■ **Task prompt**: Transcribe each entry so that nothing differs from the original.

■ **Information shown**:
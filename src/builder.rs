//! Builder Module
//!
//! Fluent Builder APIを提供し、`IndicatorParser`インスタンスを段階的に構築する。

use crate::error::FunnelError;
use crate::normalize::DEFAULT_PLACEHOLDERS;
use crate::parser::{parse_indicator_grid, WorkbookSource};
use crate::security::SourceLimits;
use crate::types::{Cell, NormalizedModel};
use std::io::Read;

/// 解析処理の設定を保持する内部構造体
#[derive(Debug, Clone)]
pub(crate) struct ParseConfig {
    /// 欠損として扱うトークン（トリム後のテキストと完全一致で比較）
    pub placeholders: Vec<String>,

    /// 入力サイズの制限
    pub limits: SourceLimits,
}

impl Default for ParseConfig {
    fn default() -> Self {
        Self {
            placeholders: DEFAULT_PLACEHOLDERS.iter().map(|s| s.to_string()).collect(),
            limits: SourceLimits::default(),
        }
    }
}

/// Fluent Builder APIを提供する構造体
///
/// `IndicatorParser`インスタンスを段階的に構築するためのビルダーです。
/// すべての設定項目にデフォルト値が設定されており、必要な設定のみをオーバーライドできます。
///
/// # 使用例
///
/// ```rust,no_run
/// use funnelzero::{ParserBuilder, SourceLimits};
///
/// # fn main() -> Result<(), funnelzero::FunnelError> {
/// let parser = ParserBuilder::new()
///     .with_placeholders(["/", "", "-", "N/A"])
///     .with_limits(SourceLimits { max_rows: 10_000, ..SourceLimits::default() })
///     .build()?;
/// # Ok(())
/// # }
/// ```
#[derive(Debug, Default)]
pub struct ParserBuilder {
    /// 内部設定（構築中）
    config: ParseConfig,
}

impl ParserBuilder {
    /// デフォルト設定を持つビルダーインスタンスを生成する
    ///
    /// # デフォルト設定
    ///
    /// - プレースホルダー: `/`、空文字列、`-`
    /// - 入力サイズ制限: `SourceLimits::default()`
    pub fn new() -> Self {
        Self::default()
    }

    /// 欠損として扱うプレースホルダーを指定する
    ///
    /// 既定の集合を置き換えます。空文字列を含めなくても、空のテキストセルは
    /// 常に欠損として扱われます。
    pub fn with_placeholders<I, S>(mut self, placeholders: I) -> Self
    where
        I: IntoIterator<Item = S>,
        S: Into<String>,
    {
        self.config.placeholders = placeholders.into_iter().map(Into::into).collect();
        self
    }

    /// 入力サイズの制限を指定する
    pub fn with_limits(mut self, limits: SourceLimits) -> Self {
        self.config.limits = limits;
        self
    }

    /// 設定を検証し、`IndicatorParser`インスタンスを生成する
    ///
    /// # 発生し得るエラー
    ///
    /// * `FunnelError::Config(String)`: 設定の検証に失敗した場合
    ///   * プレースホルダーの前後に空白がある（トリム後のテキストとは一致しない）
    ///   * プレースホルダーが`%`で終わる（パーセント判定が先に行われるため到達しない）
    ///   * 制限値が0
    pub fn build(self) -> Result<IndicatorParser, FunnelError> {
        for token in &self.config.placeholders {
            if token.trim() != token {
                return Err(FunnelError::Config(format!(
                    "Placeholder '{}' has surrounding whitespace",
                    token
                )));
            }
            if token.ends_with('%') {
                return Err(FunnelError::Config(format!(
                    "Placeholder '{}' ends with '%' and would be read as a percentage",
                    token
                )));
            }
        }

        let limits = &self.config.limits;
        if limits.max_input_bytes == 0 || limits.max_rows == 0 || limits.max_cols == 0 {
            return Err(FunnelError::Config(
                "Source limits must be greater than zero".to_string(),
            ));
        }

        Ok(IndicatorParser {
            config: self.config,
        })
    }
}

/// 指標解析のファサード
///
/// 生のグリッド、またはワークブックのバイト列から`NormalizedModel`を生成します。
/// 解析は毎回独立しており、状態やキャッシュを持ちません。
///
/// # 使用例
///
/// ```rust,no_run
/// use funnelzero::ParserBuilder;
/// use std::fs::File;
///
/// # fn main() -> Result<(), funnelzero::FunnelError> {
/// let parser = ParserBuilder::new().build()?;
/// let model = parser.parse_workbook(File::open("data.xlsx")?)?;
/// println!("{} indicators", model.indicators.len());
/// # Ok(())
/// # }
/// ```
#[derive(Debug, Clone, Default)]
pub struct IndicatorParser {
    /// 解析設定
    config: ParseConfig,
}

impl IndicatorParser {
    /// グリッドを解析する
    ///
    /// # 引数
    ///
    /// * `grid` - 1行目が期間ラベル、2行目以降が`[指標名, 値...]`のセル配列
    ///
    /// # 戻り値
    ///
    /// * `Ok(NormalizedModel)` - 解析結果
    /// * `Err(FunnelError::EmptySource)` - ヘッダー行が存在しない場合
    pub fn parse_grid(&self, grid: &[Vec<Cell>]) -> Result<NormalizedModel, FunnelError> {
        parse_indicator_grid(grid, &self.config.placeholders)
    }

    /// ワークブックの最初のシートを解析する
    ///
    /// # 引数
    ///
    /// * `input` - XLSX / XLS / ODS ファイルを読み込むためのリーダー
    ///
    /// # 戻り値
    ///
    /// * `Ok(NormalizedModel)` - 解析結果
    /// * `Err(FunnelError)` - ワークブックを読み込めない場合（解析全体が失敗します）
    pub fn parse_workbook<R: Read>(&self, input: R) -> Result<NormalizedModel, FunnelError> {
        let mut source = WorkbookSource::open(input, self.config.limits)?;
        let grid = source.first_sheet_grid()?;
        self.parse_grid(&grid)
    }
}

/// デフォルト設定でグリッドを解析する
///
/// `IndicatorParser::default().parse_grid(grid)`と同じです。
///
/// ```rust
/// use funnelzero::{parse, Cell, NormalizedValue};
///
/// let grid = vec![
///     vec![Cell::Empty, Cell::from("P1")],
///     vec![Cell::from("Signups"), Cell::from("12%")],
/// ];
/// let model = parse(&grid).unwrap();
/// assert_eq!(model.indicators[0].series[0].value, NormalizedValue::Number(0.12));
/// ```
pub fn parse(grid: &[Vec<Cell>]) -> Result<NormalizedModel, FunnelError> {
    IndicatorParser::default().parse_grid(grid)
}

■ **Response below**:
filename src/builder.rs
//! Builder Module
//!
//! Fluent Builder APIを提供し、`IndicatorParser`インスタンスを段階的に構築する。

use crate::error::FunnelError;
use crate::normalize::DEFAULT_PLACEHOLDERS;
use crate::parser::{parse_indicator_grid, WorkbookSource};
use crate::security::SourceLimits;
use crate::types::{Cell, NormalizedModel};
use std::io::Read;

/// 解析処理の設定を保持する内部構造体
#[derive(Debug, Clone)]
pub(crate) struct ParseConfig {
    /// 欠損として扱うトークン（トリム後のテキストと完全一致で比較）
    pub placeholders: Vec<String>,

    /// 入力サイズの制限
    pub limits: SourceLimits,
}

impl Default for ParseConfig {
    fn default() -> Self {
        Self {
            placeholders: DEFAULT_PLACEHOLDERS.iter().map(|s| s.to_string()).collect(),
            limits: SourceLimits::default(),
        }
    }
}

/// Fluent Builder APIを提供する構造体
///
/// `IndicatorParser`インスタンスを段階的に構築するためのビルダーです。
/// すべての設定項目にデフォルト値が設定されており、必要な設定のみをオーバーライドできます。
///
/// # 使用例
///
/// ```rust,no_run
/// use funnelzero::{ParserBuilder, SourceLimits};
///
/// # fn main() -> Result<(), funnelzero::FunnelError> {
/// let parser = ParserBuilder::new()
///     .with_placeholders(["/", "", "-", "N/A"])
///     .with_limits(SourceLimits { max_rows: 10_000, ..SourceLimits::default() })
///     .build()?;
/// # Ok(())
/// # }
/// ```
#[derive(Debug, Default)]
pub struct ParserBuilder {
    /// 内部設定（構築中）
    config: ParseConfig,
}

impl ParserBuilder {
    /// デフォルト設定を持つビルダーインスタンスを生成する
    ///
    /// # デフォルト設定
    ///
    /// - プレースホルダー: `/`、空文字列、`-`
    /// - 入力サイズ制限: `SourceLimits::default()`
    pub fn new() -> Self {
        Self::default()
    }

    /// 欠損として扱うプレースホルダーを指定する
    ///
    /// 既定の集合を置き換えます。空文字列を含めなくても、空のテキストセルは
    /// 常に欠損として扱われます。
    pub fn with_placeholders<I, S>(mut self, placeholders: I) -> Self
    where
        I: IntoIterator<Item = S>,
        S: Into<String>,
    {
        self.config.placeholders = placeholders.into_iter().map(Into::into).collect();
        self
    }

    /// 入力サイズの制限を指定する
    pub fn with_limits(mut self, limits: SourceLimits) -> Self {
        self.config.limits = limits;
        self
    }

    /// 設定を検証し、`IndicatorParser`インスタンスを生成する
    ///
    /// # 発生し得るエラー
    ///
    /// * `FunnelError::Config(String)`: 設定の検証に失敗した場合
    ///   * プレースホルダーの前後に空白がある（トリム後のテキストとは一致しない）
    ///   * プレースホルダーが`%`で終わる（パーセント判定が先に行われるため到達しない）
    ///   * 制限値が0
    pub fn build(self) -> Result<IndicatorParser, FunnelError> {
        for token in &self.config.placeholders {
            if token.trim() != token {
                return Err(FunnelError::Config(format!(
                    "Placeholder '{}' has surrounding whitespace",
                    token
                )));
            }
            if token.ends_with('%') {
                return Err(FunnelError::Config(format!(
                    "Placeholder '{}' ends with '%' and would be read as a percentage",
                    token
                )));
            }
        }

        let limits = &self.config.limits;
        if limits.max_input_bytes == 0 || limits.max_rows == 0 || limits.max_cols == 0 {
            return Err(FunnelError::Config(
                "Source limits must be greater than zero".to_string(),
            ));
        }

        Ok(IndicatorParser {
            config: self.config,
        })
    }
}

/// 指標解析のファサード
///
/// 生のグリッド、またはワークブックのバイト列から`NormalizedModel`を生成します。
/// 解析は毎回独立しており、状態やキャッシュを持ちません。
///
/// # 使用例
///
/// ```rust,no_run
/// use funnelzero::ParserBuilder;
/// use std::fs::File;
///
/// # fn main() -> Result<(), funnelzero::FunnelError> {
/// let parser = ParserBuilder::new().build()?;
/// let model = parser.parse_workbook(File::open("data.xlsx")?)?;
/// println!("{} indicators", model.indicators.len());
/// # Ok(())
/// # }
/// ```
#[derive(Debug, Clone, Default)]
pub struct IndicatorParser {
    /// 解析設定
    config: ParseConfig,
}

impl IndicatorParser {
    /// グリッドを解析する
    ///
    /// # 引数
    ///
    /// * `grid` - 1行目が期間ラベル、2行目以降が`[指標名, 値...]`のセル配列
    ///
    /// # 戻り値
    ///
    /// * `Ok(NormalizedModel)` - 解析結果
    /// * `Err(FunnelError::EmptySource)` - ヘッダー行が存在しない場合
    pub fn parse_grid(&self, grid: &[Vec<Cell>]) -> Result<NormalizedModel, FunnelError> {
        parse_indicator_grid(grid, &self.config.placeholders)
    }

    /// ワークブックの最初のシートを解析する
    ///
    /// # 引数
    ///
    /// * `input` - XLSX / XLS / ODS ファイルを読み込むためのリーダー
    ///
    /// # 戻り値
    ///
    /// * `Ok(NormalizedModel)` - 解析結果
    /// * `Err(FunnelError)` - ワークブックを読み込めない場合（解析全体が失敗します）
    pub fn parse_workbook<R: Read>(&self, input: R) -> Result<NormalizedModel, FunnelError> {
        let mut source = WorkbookSource::open(input, self.config.limits)?;
        let grid = source.first_sheet_grid()?;
        self.parse_grid(&grid)
    }
}

/// デフォルト設定でグリッドを解析する
///
/// `IndicatorParser::default().parse_grid(grid)`と同じです。
///
/// ```rust
/// use funnelzero::{parse, Cell, NormalizedValue};
///
/// let grid = vec![
///     vec![Cell::Empty, Cell::from("P1")],
///     vec![Cell::from("Signups"), Cell::from("12%")],
/// ];
/// let model = parse(&grid).unwrap();
/// assert_eq!(model.indicators[0].series[0].value, NormalizedValue::Number(0.12));
/// ```
pub fn parse(grid: &[Vec<Cell>]) -> Result<NormalizedModel, FunnelError> {
    IndicatorParser::default().parse_grid(grid)
}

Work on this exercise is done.